However the independence of the software from other software is not the only reason why there is interest in the new data mining data warehouse systems. Data mining and data warehouse systems require a great deal of speed if the system is to be real time and interactive. The RIBs change the way in which theses processes are computed so that we get the same results but in a small fraction of the time.
2: Incident and Intrusion Management Systems
Because the Incident Management and Intrusion Detection System (IMIDS) task in NOT complex, the RIB based stratified knowledge base is potentially a full solution to outstanding problems in pattern recognition and event detection.
This potential remains a conjecture until SLIP Technology is
first field-tested. However, some
private field tests are being developed using private firewall data
and data from a UNIX web server.
Moreover, work on the use of this
technology for autonomously guessing the meaning of terms within a text
collection is highly relevant to the development of the stratified
knowledge base of event types. The
notion of linguistic
functional load and the functional load of pattern of events is developed
in private research and in a few public documents.
In a typical Intrusion Detection Systems (IDS) the standard relational data mode is used to store remote audit feeds from various customers. Various DBMS tools are used to perform analysis; correlation and data visualization in support of
1) vulnerability assessment
2) identifying hacker and cyber warfare activity
3) forensic analysis and
4) policy determination
The basic components of a combined Intrusion Detection and Incident Management System (IDIMS) follows the generic architecture proposed for all IDS systems by Amoroso and considered as part of the Common Intrusion Detection Framework (CIDF), with the exception that informational response to Incident Tickets are seen as emergent from IDS audit logs.

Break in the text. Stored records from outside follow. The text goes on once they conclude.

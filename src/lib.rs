pub mod classify;
pub mod cli;
pub mod config;
pub mod engine;
pub mod error;
pub mod query;
pub mod source;

use std::{env, fs, sync::OnceLock};

use anyhow::{Context, Result, bail};
use clap::Parser;
use log::{LevelFilter, info};

use crate::{
    classify::MapColor,
    cli::{BinsArgs, Cli, Commands, PlanArgs, ValidateArgs},
    config::AppConfig,
    source::RegionData,
};

static LOGGER: OnceLock<()> = OnceLock::new();

fn init_logging() {
    LOGGER.get_or_init(|| {
        let mut builder = env_logger::Builder::from_env(env_logger::Env::default());
        if env::var("RUST_LOG").is_err() {
            builder.filter_module("choromap", LevelFilter::Info);
        }
        let _ = builder.format_timestamp_millis().try_init();
    });
}

pub fn run() -> Result<()> {
    init_logging();
    let cli = Cli::parse();
    match cli.command {
        Commands::Validate(args) => handle_validate(&args),
        Commands::Plan(args) => handle_plan(&args),
        Commands::Bins(args) => handle_bins(&args),
    }
}

fn load_config(path: &std::path::Path) -> Result<AppConfig> {
    let raw = fs::read_to_string(path)
        .with_context(|| format!("Reading configuration from {path:?}"))?;
    let input: serde_json::Value = serde_json::from_str(&raw)
        .with_context(|| format!("Parsing configuration JSON in {path:?}"))?;
    let config = AppConfig::validate(input)?;
    Ok(config)
}

fn handle_validate(args: &ValidateArgs) -> Result<()> {
    let config = load_config(&args.config)?;
    match &config {
        AppConfig::GeojsonOnly(cfg) => {
            info!("Valid geojson-only configuration");
            println!("kind: geojson-only");
            println!("geojson: {}", cfg.geojson_file_name);
            println!("region id column: {}", cfg.id_column_geojson);
        }
        AppConfig::GeojsonDatafile(cfg) => {
            info!("Valid geojson-datafile configuration");
            println!("kind: geojson-datafile");
            println!("geojson: {}", cfg.geojson_file_name);
            println!("data file: {}", cfg.data_file_name);
            println!("category columns: {}", cfg.category_columns.join(", "));
            println!("value column: {}", cfg.value_column);
            println!(
                "bins: {} over [{}, {}]{}",
                cfg.map_color_config.num_bins,
                cfg.map_color_config.min_value,
                cfg.map_color_config.max_value,
                if cfg.map_color_config.dynamic {
                    " (dynamic)"
                } else {
                    ""
                }
            );
        }
    }
    Ok(())
}

fn handle_plan(args: &PlanArgs) -> Result<()> {
    let config = load_config(&args.config)?;
    let AppConfig::GeojsonDatafile(cfg) = config else {
        bail!("A geojson-only configuration has no data file to query");
    };
    let variant = source::select_variant(&cfg.data_file_name)?;

    let mut selection: Vec<(String, String)> = Vec::new();
    if let Some(filtering) = &cfg.initial_filtering {
        for (column, value) in filtering {
            selection.push((column.clone(), value.clone()));
        }
    }
    for entry in &args.select {
        let Some((column, value)) = entry.split_once('=') else {
            bail!("Selection entry '{entry}' is not of the form column=value");
        };
        selection.retain(|(existing, _)| existing != column);
        selection.push((column.to_string(), value.to_string()));
    }

    for column in &cfg.category_columns {
        println!(
            "{}",
            query::distinct_query(column, variant.read_function(), variant.handle())
        );
    }
    println!(
        "{}",
        query::filtered_row_query(
            &selection,
            &cfg.id_column_data_file,
            &cfg.value_column,
            variant.read_function(),
            variant.handle(),
        )
    );
    Ok(())
}

fn handle_bins(args: &BinsArgs) -> Result<()> {
    let config = load_config(&args.config)?;
    let region_data: Vec<RegionData> = args
        .values
        .iter()
        .enumerate()
        .map(|(index, value)| RegionData {
            region_id: index.to_string(),
            value: serde_json::json!(value),
        })
        .collect();
    let map_color = MapColor::from_config(&config, &region_data);
    println!(
        "{}",
        serde_json::to_string_pretty(&map_color).context("Rendering bin table as JSON")?
    );
    Ok(())
}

Figure 1: Architecture for Incident and Intrusion Management
An Incident Ticket is generally opened due to a phone call or e-mail. In most cases, the Incident Ticket is opened due to human intervention. However, increasing technical capability provides automation to Incident Response in the form of algorithmic alarms.
After the Incident Ticket is opened a series of steps are recommended.
In the book "Incident Response" by
van Wyk and Forno (2001, O’Reilly) the response cycle is composed of
Detection,
Assessment,
Damage control,
Damage reversal
and
Lessons learned.
This composition is similar to other intrusion detection and incident response process models that break down the workflow. The processes are compartmentalized and responsibilities isolated
The workflow starts with a determination of the nature of information. In some cases the information comes in the form of a request for information. In other cases the information is sorted into categories and moved to other stations depending on the informational category. The process model is very much dependant on organizational structure in client communities.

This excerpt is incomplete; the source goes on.